**Input records:**
######

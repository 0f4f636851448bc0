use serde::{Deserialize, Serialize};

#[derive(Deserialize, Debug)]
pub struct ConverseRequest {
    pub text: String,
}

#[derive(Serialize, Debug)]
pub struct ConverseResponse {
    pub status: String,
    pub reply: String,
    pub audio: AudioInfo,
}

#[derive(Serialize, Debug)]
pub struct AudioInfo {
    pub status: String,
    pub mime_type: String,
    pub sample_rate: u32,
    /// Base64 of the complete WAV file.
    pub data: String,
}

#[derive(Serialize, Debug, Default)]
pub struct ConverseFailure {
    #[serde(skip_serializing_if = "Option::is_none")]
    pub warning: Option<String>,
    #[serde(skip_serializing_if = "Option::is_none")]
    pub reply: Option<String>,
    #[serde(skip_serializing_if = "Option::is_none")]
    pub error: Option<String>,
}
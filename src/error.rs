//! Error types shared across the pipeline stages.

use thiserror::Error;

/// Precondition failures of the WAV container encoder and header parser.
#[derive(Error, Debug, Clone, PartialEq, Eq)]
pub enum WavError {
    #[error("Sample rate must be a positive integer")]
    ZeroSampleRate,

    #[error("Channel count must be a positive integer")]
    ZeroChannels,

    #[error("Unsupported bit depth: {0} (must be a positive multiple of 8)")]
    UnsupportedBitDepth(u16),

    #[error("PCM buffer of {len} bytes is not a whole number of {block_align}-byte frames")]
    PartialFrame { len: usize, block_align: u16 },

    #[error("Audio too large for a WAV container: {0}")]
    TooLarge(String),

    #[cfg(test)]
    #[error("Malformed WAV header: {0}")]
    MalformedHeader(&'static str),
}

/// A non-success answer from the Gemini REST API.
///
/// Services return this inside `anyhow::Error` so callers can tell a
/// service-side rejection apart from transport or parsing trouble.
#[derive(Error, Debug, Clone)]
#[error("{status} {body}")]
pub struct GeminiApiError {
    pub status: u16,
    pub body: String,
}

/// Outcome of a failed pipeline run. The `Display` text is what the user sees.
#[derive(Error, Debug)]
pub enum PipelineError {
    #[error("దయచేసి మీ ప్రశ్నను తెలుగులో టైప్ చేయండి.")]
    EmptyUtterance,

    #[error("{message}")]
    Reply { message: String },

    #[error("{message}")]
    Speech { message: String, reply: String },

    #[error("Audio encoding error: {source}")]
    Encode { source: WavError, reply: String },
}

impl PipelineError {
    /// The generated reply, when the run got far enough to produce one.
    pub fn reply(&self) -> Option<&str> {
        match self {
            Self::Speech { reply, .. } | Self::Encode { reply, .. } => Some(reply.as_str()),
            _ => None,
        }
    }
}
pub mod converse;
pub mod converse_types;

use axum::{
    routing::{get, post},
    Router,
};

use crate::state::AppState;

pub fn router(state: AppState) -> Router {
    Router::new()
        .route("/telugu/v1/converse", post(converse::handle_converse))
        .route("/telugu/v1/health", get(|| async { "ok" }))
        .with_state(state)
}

######

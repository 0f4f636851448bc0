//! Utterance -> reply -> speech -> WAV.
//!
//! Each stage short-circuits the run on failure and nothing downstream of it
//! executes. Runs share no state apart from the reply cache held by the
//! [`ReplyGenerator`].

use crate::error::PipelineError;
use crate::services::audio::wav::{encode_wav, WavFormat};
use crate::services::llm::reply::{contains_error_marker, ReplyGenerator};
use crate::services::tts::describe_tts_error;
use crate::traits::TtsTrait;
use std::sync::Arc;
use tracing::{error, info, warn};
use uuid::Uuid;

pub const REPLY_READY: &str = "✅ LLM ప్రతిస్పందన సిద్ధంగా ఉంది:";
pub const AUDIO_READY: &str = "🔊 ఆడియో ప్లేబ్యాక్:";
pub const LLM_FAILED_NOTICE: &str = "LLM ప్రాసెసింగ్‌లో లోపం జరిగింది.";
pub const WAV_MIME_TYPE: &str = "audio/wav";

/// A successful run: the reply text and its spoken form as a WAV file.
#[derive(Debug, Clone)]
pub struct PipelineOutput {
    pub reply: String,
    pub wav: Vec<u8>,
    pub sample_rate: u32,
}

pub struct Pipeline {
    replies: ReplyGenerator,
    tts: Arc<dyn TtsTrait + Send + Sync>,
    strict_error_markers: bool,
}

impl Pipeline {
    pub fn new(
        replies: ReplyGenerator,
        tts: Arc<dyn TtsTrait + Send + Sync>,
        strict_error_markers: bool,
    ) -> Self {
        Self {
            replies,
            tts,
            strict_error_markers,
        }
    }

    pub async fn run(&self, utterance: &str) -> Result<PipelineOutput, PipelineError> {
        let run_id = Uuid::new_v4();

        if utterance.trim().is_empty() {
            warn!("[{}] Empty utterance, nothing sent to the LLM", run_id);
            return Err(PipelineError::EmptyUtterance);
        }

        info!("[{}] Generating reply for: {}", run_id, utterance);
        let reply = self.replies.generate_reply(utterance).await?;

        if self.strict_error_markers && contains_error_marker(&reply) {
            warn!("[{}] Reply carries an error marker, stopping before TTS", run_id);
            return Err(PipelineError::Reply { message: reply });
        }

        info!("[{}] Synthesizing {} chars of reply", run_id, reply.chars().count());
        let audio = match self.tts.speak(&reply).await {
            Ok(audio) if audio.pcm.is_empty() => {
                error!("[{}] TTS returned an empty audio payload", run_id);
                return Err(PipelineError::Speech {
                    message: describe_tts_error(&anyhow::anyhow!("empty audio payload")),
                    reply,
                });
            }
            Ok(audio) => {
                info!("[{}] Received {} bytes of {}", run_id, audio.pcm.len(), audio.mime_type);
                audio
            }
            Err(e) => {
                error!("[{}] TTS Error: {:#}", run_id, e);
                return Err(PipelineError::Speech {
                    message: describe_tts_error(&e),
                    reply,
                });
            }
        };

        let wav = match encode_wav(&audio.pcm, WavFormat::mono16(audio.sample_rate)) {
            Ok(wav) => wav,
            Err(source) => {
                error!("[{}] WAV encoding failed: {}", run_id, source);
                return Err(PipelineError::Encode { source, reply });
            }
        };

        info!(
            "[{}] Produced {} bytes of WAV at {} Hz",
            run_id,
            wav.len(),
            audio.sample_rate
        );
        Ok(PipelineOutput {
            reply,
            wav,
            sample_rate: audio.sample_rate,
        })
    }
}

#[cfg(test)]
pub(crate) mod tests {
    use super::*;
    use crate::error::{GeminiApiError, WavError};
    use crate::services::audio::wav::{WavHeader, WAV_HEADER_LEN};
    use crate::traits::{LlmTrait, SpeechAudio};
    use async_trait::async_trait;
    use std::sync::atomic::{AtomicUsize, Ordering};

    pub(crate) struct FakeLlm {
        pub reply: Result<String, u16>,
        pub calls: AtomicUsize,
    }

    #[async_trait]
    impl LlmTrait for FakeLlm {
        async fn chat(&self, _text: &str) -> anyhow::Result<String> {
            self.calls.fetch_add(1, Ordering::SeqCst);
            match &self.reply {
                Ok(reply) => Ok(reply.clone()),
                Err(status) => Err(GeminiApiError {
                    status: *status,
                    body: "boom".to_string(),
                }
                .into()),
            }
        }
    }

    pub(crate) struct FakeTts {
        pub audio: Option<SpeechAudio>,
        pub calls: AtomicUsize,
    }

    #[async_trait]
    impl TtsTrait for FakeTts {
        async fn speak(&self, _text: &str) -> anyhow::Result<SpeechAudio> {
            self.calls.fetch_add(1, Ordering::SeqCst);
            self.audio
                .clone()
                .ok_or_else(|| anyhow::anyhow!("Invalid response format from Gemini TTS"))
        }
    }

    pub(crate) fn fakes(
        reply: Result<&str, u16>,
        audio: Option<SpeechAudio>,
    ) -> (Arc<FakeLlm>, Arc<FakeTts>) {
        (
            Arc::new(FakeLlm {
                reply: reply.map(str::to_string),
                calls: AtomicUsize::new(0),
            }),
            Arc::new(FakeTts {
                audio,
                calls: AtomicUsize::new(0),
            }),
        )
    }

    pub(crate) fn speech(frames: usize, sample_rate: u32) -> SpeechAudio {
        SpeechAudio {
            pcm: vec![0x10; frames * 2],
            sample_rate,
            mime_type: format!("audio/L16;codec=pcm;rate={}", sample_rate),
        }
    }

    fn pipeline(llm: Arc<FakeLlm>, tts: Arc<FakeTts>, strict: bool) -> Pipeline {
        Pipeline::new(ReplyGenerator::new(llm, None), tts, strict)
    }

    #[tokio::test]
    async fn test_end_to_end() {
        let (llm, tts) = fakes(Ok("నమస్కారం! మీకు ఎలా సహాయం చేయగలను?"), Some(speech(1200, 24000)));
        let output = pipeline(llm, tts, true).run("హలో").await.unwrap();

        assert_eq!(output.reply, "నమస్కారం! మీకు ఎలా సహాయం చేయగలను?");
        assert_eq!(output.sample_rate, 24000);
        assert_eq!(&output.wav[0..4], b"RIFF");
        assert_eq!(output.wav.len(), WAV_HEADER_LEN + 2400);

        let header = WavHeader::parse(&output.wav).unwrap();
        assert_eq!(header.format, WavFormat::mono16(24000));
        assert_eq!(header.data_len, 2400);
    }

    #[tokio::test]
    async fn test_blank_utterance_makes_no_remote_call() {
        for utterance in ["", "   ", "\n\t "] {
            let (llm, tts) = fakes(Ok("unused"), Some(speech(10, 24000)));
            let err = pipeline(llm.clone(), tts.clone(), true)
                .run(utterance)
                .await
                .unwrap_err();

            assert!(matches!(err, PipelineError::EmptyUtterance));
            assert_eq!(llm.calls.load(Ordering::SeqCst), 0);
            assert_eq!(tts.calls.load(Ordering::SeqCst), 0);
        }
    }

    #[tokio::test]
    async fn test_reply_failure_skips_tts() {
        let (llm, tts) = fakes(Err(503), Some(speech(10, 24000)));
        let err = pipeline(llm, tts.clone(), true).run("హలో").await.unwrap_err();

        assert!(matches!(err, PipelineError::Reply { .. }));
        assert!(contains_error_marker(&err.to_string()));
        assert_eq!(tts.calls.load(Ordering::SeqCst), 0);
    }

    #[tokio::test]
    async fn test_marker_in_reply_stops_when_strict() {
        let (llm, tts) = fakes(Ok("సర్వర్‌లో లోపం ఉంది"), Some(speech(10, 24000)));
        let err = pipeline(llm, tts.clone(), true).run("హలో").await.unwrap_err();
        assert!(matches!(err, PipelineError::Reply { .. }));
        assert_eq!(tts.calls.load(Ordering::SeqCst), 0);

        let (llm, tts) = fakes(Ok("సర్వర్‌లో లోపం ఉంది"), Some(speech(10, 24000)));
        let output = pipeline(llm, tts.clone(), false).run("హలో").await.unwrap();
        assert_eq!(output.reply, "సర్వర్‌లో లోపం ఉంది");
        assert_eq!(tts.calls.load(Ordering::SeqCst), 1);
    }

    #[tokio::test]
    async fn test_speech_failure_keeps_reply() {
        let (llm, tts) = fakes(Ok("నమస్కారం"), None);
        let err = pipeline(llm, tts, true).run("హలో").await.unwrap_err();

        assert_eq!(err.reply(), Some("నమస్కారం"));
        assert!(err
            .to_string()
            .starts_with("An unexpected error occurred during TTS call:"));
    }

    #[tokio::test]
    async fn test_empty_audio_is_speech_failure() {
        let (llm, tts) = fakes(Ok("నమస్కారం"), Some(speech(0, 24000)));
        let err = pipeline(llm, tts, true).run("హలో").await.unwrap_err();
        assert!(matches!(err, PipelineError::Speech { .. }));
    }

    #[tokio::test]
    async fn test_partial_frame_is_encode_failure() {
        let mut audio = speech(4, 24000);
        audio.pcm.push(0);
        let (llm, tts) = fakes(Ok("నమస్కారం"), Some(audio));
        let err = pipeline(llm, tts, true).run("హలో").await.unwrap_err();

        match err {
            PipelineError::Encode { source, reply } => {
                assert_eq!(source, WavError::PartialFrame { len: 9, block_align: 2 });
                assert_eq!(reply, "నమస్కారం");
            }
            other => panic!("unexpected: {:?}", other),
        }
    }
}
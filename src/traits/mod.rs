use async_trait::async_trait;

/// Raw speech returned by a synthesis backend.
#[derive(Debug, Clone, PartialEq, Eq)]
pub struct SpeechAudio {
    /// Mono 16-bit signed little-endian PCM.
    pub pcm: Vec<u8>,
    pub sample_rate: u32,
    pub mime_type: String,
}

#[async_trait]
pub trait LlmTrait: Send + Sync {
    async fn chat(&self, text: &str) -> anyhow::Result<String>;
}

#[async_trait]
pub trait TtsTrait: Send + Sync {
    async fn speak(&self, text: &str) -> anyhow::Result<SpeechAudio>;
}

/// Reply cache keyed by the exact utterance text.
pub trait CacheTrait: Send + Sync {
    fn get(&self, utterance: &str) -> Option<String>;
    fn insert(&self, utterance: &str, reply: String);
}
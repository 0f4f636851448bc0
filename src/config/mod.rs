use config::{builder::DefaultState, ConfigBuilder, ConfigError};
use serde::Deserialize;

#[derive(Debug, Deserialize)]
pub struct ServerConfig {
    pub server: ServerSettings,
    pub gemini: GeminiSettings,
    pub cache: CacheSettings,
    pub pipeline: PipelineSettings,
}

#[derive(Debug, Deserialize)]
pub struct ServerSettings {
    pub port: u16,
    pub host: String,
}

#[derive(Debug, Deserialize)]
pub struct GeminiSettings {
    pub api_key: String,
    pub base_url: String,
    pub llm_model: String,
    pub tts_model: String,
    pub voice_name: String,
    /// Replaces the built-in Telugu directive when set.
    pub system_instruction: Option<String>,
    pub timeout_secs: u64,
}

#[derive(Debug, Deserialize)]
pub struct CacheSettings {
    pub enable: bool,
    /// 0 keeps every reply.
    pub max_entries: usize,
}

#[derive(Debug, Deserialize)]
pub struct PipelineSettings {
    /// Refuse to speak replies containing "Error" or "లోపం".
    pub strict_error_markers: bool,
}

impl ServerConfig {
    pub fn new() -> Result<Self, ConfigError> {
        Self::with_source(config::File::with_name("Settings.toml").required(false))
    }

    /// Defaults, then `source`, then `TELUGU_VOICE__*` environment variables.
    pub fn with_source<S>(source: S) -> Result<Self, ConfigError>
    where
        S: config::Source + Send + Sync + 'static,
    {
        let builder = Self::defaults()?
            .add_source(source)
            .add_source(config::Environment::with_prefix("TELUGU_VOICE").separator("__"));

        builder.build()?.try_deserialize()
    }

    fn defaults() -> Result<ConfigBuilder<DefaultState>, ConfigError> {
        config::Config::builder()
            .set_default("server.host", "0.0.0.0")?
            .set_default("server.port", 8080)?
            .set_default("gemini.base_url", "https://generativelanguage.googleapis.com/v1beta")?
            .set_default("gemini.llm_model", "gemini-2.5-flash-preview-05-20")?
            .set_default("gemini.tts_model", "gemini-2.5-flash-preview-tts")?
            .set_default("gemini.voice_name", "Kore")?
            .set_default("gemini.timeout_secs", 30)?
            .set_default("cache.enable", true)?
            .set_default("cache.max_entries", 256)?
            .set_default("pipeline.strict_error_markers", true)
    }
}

######

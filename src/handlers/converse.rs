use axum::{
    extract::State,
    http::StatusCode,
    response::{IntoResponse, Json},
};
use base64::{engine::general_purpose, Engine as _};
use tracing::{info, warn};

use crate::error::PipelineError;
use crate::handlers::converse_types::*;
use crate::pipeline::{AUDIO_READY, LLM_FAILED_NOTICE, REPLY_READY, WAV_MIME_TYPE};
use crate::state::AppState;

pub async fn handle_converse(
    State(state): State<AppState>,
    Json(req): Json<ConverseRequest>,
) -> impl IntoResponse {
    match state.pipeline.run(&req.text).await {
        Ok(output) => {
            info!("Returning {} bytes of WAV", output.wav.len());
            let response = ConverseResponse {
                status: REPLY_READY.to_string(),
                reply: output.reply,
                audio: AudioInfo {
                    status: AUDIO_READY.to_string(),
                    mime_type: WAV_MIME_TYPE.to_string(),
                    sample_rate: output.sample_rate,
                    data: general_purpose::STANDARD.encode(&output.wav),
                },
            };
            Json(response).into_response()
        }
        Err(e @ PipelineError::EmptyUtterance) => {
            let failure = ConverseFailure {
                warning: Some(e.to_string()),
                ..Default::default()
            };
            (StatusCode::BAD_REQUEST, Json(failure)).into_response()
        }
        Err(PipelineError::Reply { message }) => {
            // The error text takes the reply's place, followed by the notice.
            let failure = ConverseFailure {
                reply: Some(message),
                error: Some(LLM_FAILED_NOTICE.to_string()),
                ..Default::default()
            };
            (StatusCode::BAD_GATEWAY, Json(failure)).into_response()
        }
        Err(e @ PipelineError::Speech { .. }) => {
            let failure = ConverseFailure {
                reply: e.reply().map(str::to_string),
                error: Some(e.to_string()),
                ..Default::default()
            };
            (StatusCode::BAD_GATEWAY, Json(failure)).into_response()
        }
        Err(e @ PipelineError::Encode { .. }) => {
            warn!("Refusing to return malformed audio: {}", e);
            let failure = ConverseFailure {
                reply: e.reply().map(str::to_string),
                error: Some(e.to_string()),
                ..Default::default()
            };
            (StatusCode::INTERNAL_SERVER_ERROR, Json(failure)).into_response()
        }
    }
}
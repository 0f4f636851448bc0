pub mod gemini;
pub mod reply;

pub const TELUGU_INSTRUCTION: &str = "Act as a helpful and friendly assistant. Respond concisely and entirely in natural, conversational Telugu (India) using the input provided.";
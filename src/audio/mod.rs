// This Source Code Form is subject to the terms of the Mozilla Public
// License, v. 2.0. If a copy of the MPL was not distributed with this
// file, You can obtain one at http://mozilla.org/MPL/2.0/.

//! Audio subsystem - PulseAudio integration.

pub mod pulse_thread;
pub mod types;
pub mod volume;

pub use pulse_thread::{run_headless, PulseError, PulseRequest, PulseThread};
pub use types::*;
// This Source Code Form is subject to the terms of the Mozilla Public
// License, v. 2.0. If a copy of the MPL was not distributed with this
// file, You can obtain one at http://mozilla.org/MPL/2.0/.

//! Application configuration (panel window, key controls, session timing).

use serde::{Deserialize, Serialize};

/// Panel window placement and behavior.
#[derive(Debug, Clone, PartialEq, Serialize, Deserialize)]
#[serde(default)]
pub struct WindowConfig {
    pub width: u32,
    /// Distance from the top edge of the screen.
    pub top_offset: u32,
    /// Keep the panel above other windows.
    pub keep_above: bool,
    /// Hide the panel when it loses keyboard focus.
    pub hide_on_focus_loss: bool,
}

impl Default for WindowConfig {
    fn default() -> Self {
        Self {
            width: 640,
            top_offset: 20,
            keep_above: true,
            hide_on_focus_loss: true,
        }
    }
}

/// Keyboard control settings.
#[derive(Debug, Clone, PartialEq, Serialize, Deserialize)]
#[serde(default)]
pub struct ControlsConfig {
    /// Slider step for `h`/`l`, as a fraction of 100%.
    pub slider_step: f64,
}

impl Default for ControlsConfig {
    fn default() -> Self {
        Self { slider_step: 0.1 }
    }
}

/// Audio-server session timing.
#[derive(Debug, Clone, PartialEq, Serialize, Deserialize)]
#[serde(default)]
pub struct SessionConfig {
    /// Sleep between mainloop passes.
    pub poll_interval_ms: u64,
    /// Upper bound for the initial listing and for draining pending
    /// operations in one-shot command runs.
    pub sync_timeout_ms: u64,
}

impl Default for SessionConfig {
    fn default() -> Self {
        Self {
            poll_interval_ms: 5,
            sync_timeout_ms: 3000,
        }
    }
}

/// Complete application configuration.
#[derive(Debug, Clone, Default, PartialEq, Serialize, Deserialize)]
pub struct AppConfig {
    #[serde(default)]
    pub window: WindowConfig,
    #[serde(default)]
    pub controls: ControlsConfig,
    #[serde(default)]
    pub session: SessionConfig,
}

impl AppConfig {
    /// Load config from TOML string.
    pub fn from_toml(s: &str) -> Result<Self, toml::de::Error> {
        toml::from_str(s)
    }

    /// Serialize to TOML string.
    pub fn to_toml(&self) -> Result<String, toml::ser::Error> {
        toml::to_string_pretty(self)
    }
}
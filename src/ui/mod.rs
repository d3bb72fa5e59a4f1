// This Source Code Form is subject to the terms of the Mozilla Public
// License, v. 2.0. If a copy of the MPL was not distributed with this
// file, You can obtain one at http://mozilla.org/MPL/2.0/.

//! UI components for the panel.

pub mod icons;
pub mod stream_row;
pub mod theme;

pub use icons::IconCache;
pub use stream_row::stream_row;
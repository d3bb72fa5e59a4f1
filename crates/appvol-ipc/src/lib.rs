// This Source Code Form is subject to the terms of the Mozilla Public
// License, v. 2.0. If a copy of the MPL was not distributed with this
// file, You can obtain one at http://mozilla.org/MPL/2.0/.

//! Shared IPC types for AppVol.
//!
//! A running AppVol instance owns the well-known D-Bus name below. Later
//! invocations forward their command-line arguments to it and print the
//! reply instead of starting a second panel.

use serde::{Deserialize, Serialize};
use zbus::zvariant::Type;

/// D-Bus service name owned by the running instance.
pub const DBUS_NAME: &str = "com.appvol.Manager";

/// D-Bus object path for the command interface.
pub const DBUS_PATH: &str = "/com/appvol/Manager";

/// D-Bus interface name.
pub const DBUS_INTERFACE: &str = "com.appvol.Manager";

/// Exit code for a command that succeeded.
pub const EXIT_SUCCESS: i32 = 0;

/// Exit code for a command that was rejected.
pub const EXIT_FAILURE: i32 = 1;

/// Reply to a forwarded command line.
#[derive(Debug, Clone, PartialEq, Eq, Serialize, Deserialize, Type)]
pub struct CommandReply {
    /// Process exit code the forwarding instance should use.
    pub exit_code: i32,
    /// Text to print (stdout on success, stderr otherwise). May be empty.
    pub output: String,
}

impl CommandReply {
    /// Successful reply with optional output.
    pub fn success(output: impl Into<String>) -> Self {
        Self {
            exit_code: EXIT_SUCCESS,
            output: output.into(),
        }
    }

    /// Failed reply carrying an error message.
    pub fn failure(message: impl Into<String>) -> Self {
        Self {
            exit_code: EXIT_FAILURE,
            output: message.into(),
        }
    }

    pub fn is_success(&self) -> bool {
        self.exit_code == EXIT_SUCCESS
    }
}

######

**Exercise requirements:**
Wherever the word "యగలన" occurs in the data above, copy the line it sits in.

**Answer to this problem:**
        let (llm, tts) = fakes(Ok("నమస్కారం! మీకు ఎలా సహాయం చేయగలను?"), Some(speech(1200, 24000)));
        assert_eq!(output.reply, "నమస్కారం! మీకు ఎలా సహాయం చేయగలను?");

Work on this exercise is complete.